*** Provided records Section Begins ***

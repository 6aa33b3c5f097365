//! Property-based tests for the intake core
//!
//! These tests verify the persistence and completion invariants hold across
//! all possible inputs, including hostile candidate objects.

use super::state::*;
use super::validate::merge_untrusted;
use chrono::NaiveDate;
use proptest::prelude::*;
use serde_json::{json, Map, Value};

// ============================================================================
// Arbitrary Generators
// ============================================================================

fn arb_budget() -> impl Strategy<Value = Budget> {
    prop_oneof![
        Just(Budget::Economy),
        Just(Budget::MidRange),
        Just(Budget::Luxury),
    ]
}

fn arb_pace() -> impl Strategy<Value = TripPace> {
    prop_oneof![
        Just(TripPace::Relaxed),
        Just(TripPace::Moderate),
        Just(TripPace::Busy),
    ]
}

fn arb_trip_type() -> impl Strategy<Value = TripType> {
    prop_oneof![
        Just(TripType::Leisure),
        Just(TripType::Business),
        Just(TripType::Adventure),
        Just(TripType::Cultural),
        Just(TripType::Family),
        Just(TripType::Romantic),
    ]
}

fn arb_text() -> impl Strategy<Value = String> {
    "[a-zA-Z][a-zA-Z ]{0,15}"
}

fn arb_dates() -> impl Strategy<Value = TravelDates> {
    (
        proptest::option::of(0i64..700),
        proptest::option::of(0i64..60),
    )
        .prop_map(|(start_offset, stay_days)| {
            let base = NaiveDate::from_ymd_opt(2026, 1, 1).expect("valid date");
            let start_date = start_offset.map(|days| base + chrono::Duration::days(days));
            let end_date = match (start_date, stay_days) {
                (Some(start), Some(days)) => Some(start + chrono::Duration::days(days)),
                _ => None,
            };
            TravelDates {
                start_date,
                end_date,
            }
        })
}

fn arb_state() -> impl Strategy<Value = TripIntakeState> {
    (
        (
            proptest::option::of(arb_budget()),
            proptest::option::of(arb_text()),
            proptest::option::of(arb_text()),
            proptest::option::of(arb_text()),
            proptest::option::of(arb_text()),
            proptest::option::of(arb_text()),
        ),
        (
            proptest::collection::vec(arb_text(), 0..4),
            proptest::option::of(arb_pace()),
            proptest::option::of(any::<bool>()),
            arb_dates(),
            proptest::option::of(arb_trip_type()),
            proptest::option::of(1u32..10),
        ),
    )
        .prop_map(
            |(
                (
                    budget,
                    starting_location,
                    destination,
                    accessibility_needs,
                    dietary_needs,
                    age_group_of_travelers,
                ),
                (
                    interests,
                    how_packed_trip,
                    ok_with_walking,
                    dates_of_travel,
                    trip_type,
                    number_of_travelers,
                ),
            )| TripIntakeState {
                budget,
                starting_location,
                destination,
                accessibility_needs,
                dietary_needs,
                age_group_of_travelers,
                interests,
                how_packed_trip,
                ok_with_walking,
                dates_of_travel,
                trip_type,
                number_of_travelers,
            },
        )
}

/// Keys are weighted toward real field names so merges actually land
fn arb_candidate_key() -> impl Strategy<Value = String> {
    prop_oneof![
        3 => proptest::sample::select(FieldId::PRIORITY.to_vec())
            .prop_map(|field| field.as_str().to_string()),
        1 => "[a-z_]{1,12}",
    ]
}

/// Candidate values span valid updates, junk types, and junk content
fn arb_candidate_value() -> impl Strategy<Value = Value> {
    prop_oneof![
        Just(Value::Null),
        any::<bool>().prop_map(Value::Bool),
        (-5i64..2000).prop_map(|n| json!(n)),
        "[a-z -]{0,12}".prop_map(Value::String),
        Just(json!("mid-range")),
        Just(json!("relaxed")),
        Just(json!("leisure")),
        proptest::collection::vec("[a-z ]{0,8}", 0..3).prop_map(|entries| json!(entries)),
        Just(json!({"start_date": "2026-03-15", "end_date": "2026-03-20"})),
        Just(json!({"start_date": "soon"})),
    ]
}

fn arb_candidate() -> impl Strategy<Value = Map<String, Value>> {
    proptest::collection::hash_map(arb_candidate_key(), arb_candidate_value(), 0..8)
        .prop_map(|entries| entries.into_iter().collect())
}

// ============================================================================
// Properties
// ============================================================================

proptest! {
    /// No candidate object, however hostile, can un-set a filled field
    #[test]
    fn prop_merge_never_unsets_a_field(
        prior in arb_state(),
        candidate in arb_candidate(),
    ) {
        let outcome = merge_untrusted(&prior, &candidate);
        for field in FieldId::PRIORITY {
            if prior.is_set(field) {
                prop_assert!(
                    outcome.state.is_set(field),
                    "field {} was un-set by merge",
                    field
                );
            }
        }
    }

    /// A merge can only shrink the missing-field list, never grow it
    #[test]
    fn prop_merge_monotonically_fills(
        prior in arb_state(),
        candidate in arb_candidate(),
    ) {
        let outcome = merge_untrusted(&prior, &candidate);
        let prior_missing = prior.missing_fields();
        for field in outcome.state.missing_fields() {
            prop_assert!(prior_missing.contains(&field));
        }
    }

    /// The completion predicate and the missing-field list always agree
    #[test]
    fn prop_complete_iff_nothing_missing(state in arb_state()) {
        prop_assert_eq!(state.missing_fields().is_empty(), state.is_complete());
    }

    /// Missing fields always come back in priority order
    #[test]
    fn prop_missing_fields_in_priority_order(
        prior in arb_state(),
        candidate in arb_candidate(),
    ) {
        let outcome = merge_untrusted(&prior, &candidate);
        let positions: Vec<usize> = outcome
            .state
            .missing_fields()
            .iter()
            .map(|field| {
                FieldId::PRIORITY
                    .iter()
                    .position(|p| p == field)
                    .expect("missing field is a known field")
            })
            .collect();
        prop_assert!(positions.windows(2).all(|pair| pair[0] < pair[1]));
    }

    /// Merging arbitrary JSON never panics, and rejections name real fields
    #[test]
    fn prop_merge_is_total(candidate in arb_candidate()) {
        let outcome = merge_untrusted(&TripIntakeState::default(), &candidate);
        for rejection in outcome.rejected {
            prop_assert!(FieldId::PRIORITY.contains(&rejection.field));
            prop_assert!(!rejection.reason.is_empty());
        }
    }

    /// Travel dates accepted by a merge are always ordered
    #[test]
    fn prop_accepted_dates_are_ordered(
        prior in arb_state(),
        candidate in arb_candidate(),
    ) {
        let outcome = merge_untrusted(&prior, &candidate);
        if let (Some(start), Some(end)) = (
            outcome.state.dates_of_travel.start_date,
            outcome.state.dates_of_travel.end_date,
        ) {
            // Only holds when either half changed this merge; generated
            // priors are ordered by construction, so it holds universally
            prop_assert!(start <= end);
        }
    }
}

*** Provided records Section Ends ***

What you give back must match the material word for word.

repository 6aa33b3c5f097365
//! Property-based tests for the intake core
//!
//! These tests verify the persistence and completion invariants hold across
//! all possible inputs, including hostile candidate objects.

use super::state::*;
use super::validate::merge_untrusted;
use chrono::NaiveDate;
use proptest::prelude::*;
use serde_json::{json, Map, Value};

// ============================================================================
// Arbitrary Generators
// ============================================================================

fn arb_budget() -> impl Strategy<Value = Budget> {
    prop_oneof![
        Just(Budget::Economy),
        Just(Budget::MidRange),
        Just(Budget::Luxury),
    ]
}

fn arb_pace() -> impl Strategy<Value = TripPace> {
    prop_oneof![
        Just(TripPace::Relaxed),
        Just(TripPace::Moderate),
        Just(TripPace::Busy),
    ]
}

fn arb_trip_type() -> impl Strategy<Value = TripType> {
    prop_oneof![
        Just(TripType::Leisure),
        Just(TripType::Business),
        Just(TripType::Adventure),
        Just(TripType::Cultural),
        Just(TripType::Family),
        Just(TripType::Romantic),
    ]
}

fn arb_text() -> impl Strategy<Value = String> {
    "[a-zA-Z][a-zA-Z ]{0,15}"
}

fn arb_dates() -> impl Strategy<Value = TravelDates> {
    (
        proptest::option::of(0i64..700),
        proptest::option::of(0i64..60),
    )
        .prop_map(|(start_offset, stay_days)| {
            let base = NaiveDate::from_ymd_opt(2026, 1, 1).expect("valid date");
            let start_date = start_offset.map(|days| base + chrono::Duration::days(days));
            let end_date = match (start_date, stay_days) {
                (Some(start), Some(days)) => Some(start + chrono::Duration::days(days)),
                _ => None,
            };
            TravelDates {
                start_date,
                end_date,
            }
        })
}

fn arb_state() -> impl Strategy<Value = TripIntakeState> {
    (
        (
            proptest::option::of(arb_budget()),
            proptest::option::of(arb_text()),
            proptest::option::of(arb_text()),
            proptest::option::of(arb_text()),
            proptest::option::of(arb_text()),
            proptest::option::of(arb_text()),
        ),
        (
            proptest::collection::vec(arb_text(), 0..4),
            proptest::option::of(arb_pace()),
            proptest::option::of(any::<bool>()),
            arb_dates(),
            proptest::option::of(arb_trip_type()),
            proptest::option::of(1u32..10),
        ),
    )
        .prop_map(
            |(
                (
                    budget,
                    starting_location,
                    destination,
                    accessibility_needs,
                    dietary_needs,
                    age_group_of_travelers,
                ),
                (
                    interests,
                    how_packed_trip,
                    ok_with_walking,
                    dates_of_travel,
                    trip_type,
                    number_of_travelers,
                ),
            )| TripIntakeState {
                budget,
                starting_location,
                destination,
                accessibility_needs,
                dietary_needs,
                age_group_of_travelers,
                interests,
                how_packed_trip,
                ok_with_walking,
                dates_of_travel,
                trip_type,
                number_of_travelers,
            },
        )
}

/// Keys are weighted toward real field names so merges actually land
fn arb_candidate_key() -> impl Strategy<Value = String> {
    prop_oneof![
        3 => proptest::sample::select(FieldId::PRIORITY.to_vec())
            .prop_map(|field| field.as_str().to_string()),
        1 => "[a-z_]{1,12}",
    ]
}

/// Candidate values span valid updates, junk types, and junk content
fn arb_candidate_value() -> impl Strategy<Value = Value> {
    prop_oneof![
        Just(Value::Null),
        any::<bool>().prop_map(Value::Bool),
        (-5i64..2000).prop_map(|n| json!(n)),
        "[a-z -]{0,12}".prop_map(Value::String),
        Just(json!("mid-range")),
        Just(json!("relaxed")),
        Just(json!("leisure")),
        proptest::collection::vec("[a-z ]{0,8}", 0..3).prop_map(|entries| json!(entries)),
        Just(json!({"start_date": "2026-03-15", "end_date": "2026-03-20"})),
        Just(json!({"start_date": "soon"})),
    ]
}

fn arb_candidate() -> impl Strategy<Value = Map<String, Value>> {
    proptest::collection::hash_map(arb_candidate_key(), arb_candidate_value(), 0..8)
        .prop_map(|entries| entries.into_iter().collect())
}

// ============================================================================
// Properties
// ============================================================================

proptest! {
    /// No candidate object, however hostile, can un-set a filled field
    #[test]
    fn prop_merge_never_unsets_a_field(
        prior in arb_state(),
        candidate in arb_candidate(),
    ) {
        let outcome = merge_untrusted(&prior, &candidate);
        for field in FieldId::PRIORITY {
            if prior.is_set(field) {
                prop_assert!(
                    outcome.state.is_set(field),
                    "field {} was un-set by merge",
                    field
                );
            }
        }
    }

    /// A merge can only shrink the missing-field list, never grow it
    #[test]
    fn prop_merge_monotonically_fills(
        prior in arb_state(),
        candidate in arb_candidate(),
    ) {
        let outcome = merge_untrusted(&prior, &candidate);
        let prior_missing = prior.missing_fields();
        for field in outcome.state.missing_fields() {
            prop_assert!(prior_missing.contains(&field));
        }
    }

    /// The completion predicate and the missing-field list always agree
    #[test]
    fn prop_complete_iff_nothing_missing(state in arb_state()) {
        prop_assert_eq!(state.missing_fields().is_empty(), state.is_complete());
    }

    /// Missing fields always come back in priority order
    #[test]
    fn prop_missing_fields_in_priority_order(
        prior in arb_state(),
        candidate in arb_candidate(),
    ) {
        let outcome = merge_untrusted(&prior, &candidate);
        let positions: Vec<usize> = outcome
            .state
            .missing_fields()
            .iter()
            .map(|field| {
                FieldId::PRIORITY
                    .iter()
                    .position(|p| p == field)
                    .expect("missing field is a known field")
            })
            .collect();
        prop_assert!(positions.windows(2).all(|pair| pair[0] < pair[1]));
    }

    /// Merging arbitrary JSON never panics, and rejections name real fields
    #[test]
    fn prop_merge_is_total(candidate in arb_candidate()) {
        let outcome = merge_untrusted(&TripIntakeState::default(), &candidate);
        for rejection in outcome.rejected {
            prop_assert!(FieldId::PRIORITY.contains(&rejection.field));
            prop_assert!(!rejection.reason.is_empty());
        }
    }

    /// Travel dates accepted by a merge are always ordered
    #[test]
    fn prop_accepted_dates_are_ordered(
        prior in arb_state(),
        candidate in arb_candidate(),
    ) {
        let outcome = merge_untrusted(&prior, &candidate);
        if let (Some(start), Some(end)) = (
            outcome.state.dates_of_travel.start_date,
            outcome.state.dates_of_travel.end_date,
        ) {
            // Only holds when either half changed this merge; generated
            // priors are ordered by construction, so it holds universally
            prop_assert!(start <= end);
        }
    }
}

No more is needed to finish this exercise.